Qmail Engineered Trouble Shooting
When the load on the machine is high start by checking the concurrency of the smtp server
tail -F /var/log/smtp/current
The smtp service generates the highest load, so check how high your currency rate is and if it is maxing out. Also check for any error or warning messages.
If you find an error message it might indicate something like the mysql server is down or the p0f daemon is not running. Check that those services are running. You might want to restart the services and check for errors in their logs.
Also run the top command
Check the load levels. Normally a machine will be under 4. You should get an idea of your normal load levels. Check your qmailmrtg graphs for monthly and yearly load levels.
Watch the process as they run and see if any are chewing up the machine. Usually clamd, dspam or mysql will run all the time. Also check the number of processes running. Most servers have less than 1,000 anything more is kind of crazy.
Run the ps command to see what programs are running.
ps ax | more
The more command at the end will let you see a page at a time. Press the space bar for the next page.
On some machines, I've seen it was worth while shutting down all the processes and starting them back up. This can help if any program in the system gets hung up for any reason and is blocking the rest of the programs. This is similar to the windows idea of rebooting the whole machine. In linux we know the operating system is stable, so we can restart services instead of rebooting the machine.
It is also worth checking the disk space
That will display the disk space for each disk parition including the percent of space available. Look out when you go above 80%. Some machines hit 100% on the /var or /home partition. That normally shows up in people complaining about email. In that case be sure to clean out any old logs in /var/log and /var/log/httpd. You can use the du command like
du -sh /var/log/*
To get a nice readable list of directorys with their sizes. Look for any big directories where you can clean out space.
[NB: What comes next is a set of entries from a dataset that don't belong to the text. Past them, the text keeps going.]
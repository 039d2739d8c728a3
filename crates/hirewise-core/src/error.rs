//! Error taxonomy for routing and provider execution

use std::fmt;

use reqwest::StatusCode;
use serde::Serialize;

/// Category of a single failed provider attempt
#[derive(Debug, Clone, Copy, PartialEq, Eq, Hash, Serialize)]
#[serde(rename_all = "snake_case")]
pub enum ProviderErrorKind {
    Timeout,
    RateLimited,
    AuthFailure,
    InvalidResponse,
    Unknown,
}

impl ProviderErrorKind {
    /// Map an HTTP status from a provider into an error kind
    pub fn from_status(status: StatusCode) -> Self {
        match status.as_u16() {
            401 | 403 => Self::AuthFailure,
            429 => Self::RateLimited,
            408 | 504 => Self::Timeout,
            _ => Self::Unknown,
        }
    }

    /// Whether the same provider may succeed if asked again shortly
    pub fn is_transient(&self) -> bool {
        matches!(self, Self::RateLimited | Self::Timeout)
    }
}

impl fmt::Display for ProviderErrorKind {
    fn fmt(&self, f: &mut fmt::Formatter<'_>) -> fmt::Result {
        match self {
            Self::Timeout => write!(f, "timeout"),
            Self::RateLimited => write!(f, "rate_limited"),
            Self::AuthFailure => write!(f, "auth_failure"),
            Self::InvalidResponse => write!(f, "invalid_response"),
            Self::Unknown => write!(f, "unknown"),
        }
    }
}

/// A typed failure from one provider attempt
#[derive(Debug, Clone, PartialEq, Eq, thiserror::Error)]
#[error("provider '{provider_id}' failed ({kind}): {cause}")]
pub struct ProviderError {
    pub kind: ProviderErrorKind,
    pub provider_id: String,
    pub cause: String,
}

impl ProviderError {
    pub fn new(kind: ProviderErrorKind, provider_id: impl Into<String>, cause: impl Into<String>) -> Self {
        Self {
            kind,
            provider_id: provider_id.into(),
            cause: cause.into(),
        }
    }

    pub fn timeout(provider_id: impl Into<String>, cause: impl Into<String>) -> Self {
        Self::new(ProviderErrorKind::Timeout, provider_id, cause)
    }

    pub fn invalid_response(provider_id: impl Into<String>, cause: impl Into<String>) -> Self {
        Self::new(ProviderErrorKind::InvalidResponse, provider_id, cause)
    }

    /// Build an error from a non-success HTTP response
    pub fn from_status(provider_id: impl Into<String>, status: StatusCode, body: &str) -> Self {
        Self::new(
            ProviderErrorKind::from_status(status),
            provider_id,
            format!("status {}: {}", status, truncate(body, 512)),
        )
    }

    /// Build an error from a transport-level reqwest failure
    pub fn from_transport(provider_id: impl Into<String>, err: &reqwest::Error) -> Self {
        let kind = if err.is_timeout() {
            ProviderErrorKind::Timeout
        } else if err.is_decode() {
            ProviderErrorKind::InvalidResponse
        } else if let Some(status) = err.status() {
            ProviderErrorKind::from_status(status)
        } else {
            ProviderErrorKind::Unknown
        };
        Self::new(kind, provider_id, err.to_string())
    }
}

/// Terminal failures surfaced by the orchestrator
#[derive(Debug, Clone, thiserror::Error)]
pub enum RouterError {
    #[error("invalid request: {0}")]
    InvalidRequest(String),

    #[error("no provider available: {reason}")]
    NoProviderAvailable { reason: String },

    #[error("provider '{0}' is not registered")]
    ProviderNotFound(String),

    #[error("all providers failed: {}", summarize(.failures))]
    AllProvidersFailed { failures: Vec<ProviderError> },

    #[error("request cancelled by caller")]
    Cancelled,
}

impl RouterError {
    /// Per-provider failures in attempt order, empty for non-dispatch errors
    pub fn failures(&self) -> &[ProviderError] {
        match self {
            Self::AllProvidersFailed { failures } => failures,
            _ => &[],
        }
    }
}

/// Errors raised while building the provider registry at startup
#[derive(Debug, Clone, PartialEq, Eq, thiserror::Error)]
pub enum RegistryError {
    #[error("provider '{0}' is registered twice")]
    DuplicateProvider(String),

    #[error("provider '{0}' requires an api_key but none was configured")]
    MissingCredentials(String),

    #[error("provider '{id}' has invalid configuration: {reason}")]
    InvalidConfig { id: String, reason: String },
}

fn summarize(failures: &[ProviderError]) -> String {
    if failures.is_empty() {
        return "no attempts recorded".to_string();
    }
    failures
        .iter()
        .map(|f| format!("{}={}", f.provider_id, f.kind))
        .collect::<Vec<_>>()
        .join(", ")
}

fn truncate(s: &str, max_chars: usize) -> String {
    if s.chars().count() <= max_chars {
        return s.to_string();
    }
    let head: String = s.chars().take(max_chars).collect();
    format!("{}...", head)
}

#[cfg(test)]
mod tests {
    use super::*;

    #[test]
    fn test_kind_from_status() {
        assert_eq!(ProviderErrorKind::from_status(StatusCode::UNAUTHORIZED), ProviderErrorKind::AuthFailure);
        assert_eq!(ProviderErrorKind::from_status(StatusCode::FORBIDDEN), ProviderErrorKind::AuthFailure);
        assert_eq!(ProviderErrorKind::from_status(StatusCode::TOO_MANY_REQUESTS), ProviderErrorKind::RateLimited);
        assert_eq!(ProviderErrorKind::from_status(StatusCode::GATEWAY_TIMEOUT), ProviderErrorKind::Timeout);
        assert_eq!(ProviderErrorKind::from_status(StatusCode::INTERNAL_SERVER_ERROR), ProviderErrorKind::Unknown);
    }

    #[test]
    fn test_transient_kinds() {
        assert!(ProviderErrorKind::RateLimited.is_transient());
        assert!(ProviderErrorKind::Timeout.is_transient());
        assert!(!ProviderErrorKind::AuthFailure.is_transient());
        assert!(!ProviderErrorKind::InvalidResponse.is_transient());
    }

    #[test]
    fn test_all_failed_display_lists_attempts() {
        let err = RouterError::AllProvidersFailed {
            failures: vec![
                ProviderError::timeout("p1", "deadline"),
                ProviderError::new(ProviderErrorKind::RateLimited, "p2", "429"),
            ],
        };
        let msg = err.to_string();
        assert!(msg.contains("p1=timeout"));
        assert!(msg.contains("p2=rate_limited"));
        assert_eq!(err.failures().len(), 2);
    }

    #[test]
    fn test_from_status_truncates_body() {
        let body = "x".repeat(2000);
        let err = ProviderError::from_status("p", StatusCode::BAD_GATEWAY, &body);
        assert!(err.cause.len() < 600);
        assert_eq!(err.kind, ProviderErrorKind::Unknown);
    }
}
If the /home/vpopmail hosted partition is 100% full you'll need to start removing email and backing it up first if need be. One trick is to remove accounts that have not been accessed for a 6 months or a year.
vdeloldusers -eV -a365
will give you a list of all accounts older than 1 year (365 days).
If you want to actually remove those accounts run
vdeloldusers -eV -a365 -D
Without the -D option no actual accounts will be deleted.
Also check the /var/log/qmail/current log
tail -F /var/log/qmail/current
Look for any warning messages. Some domains may have a catchall to an account that does not exist. Clear those out. With the check user feature it is best for domains to use the bounce-no-mailbox option in the .qmail-default file like
| /home/vpopmail/bin/vdelivermail bounce-no-mailbox
That is the most optimum setting. Using a catach to a users account will just get them collecting lots of spam since many spammers try different user names at each domain such as the well known dictionary attack. With the bounce-no-mailbox the smtp server validates that an actual account (or forward, alias or mailing list) exists before accepting the email.
If the machine does accept the email the catchall account is probably full and needs to be cleaned out. Or the account doesn't exist anymore because they got so much spam the user just deleted the account but the catch was not set back to bounce-no-mailbox. You'll need to fix those up too.
Also check for over quota accounts. Try to clean those if you can. If you see alot of over quota messages be sure to have the quota checking option turned on for the smtp server.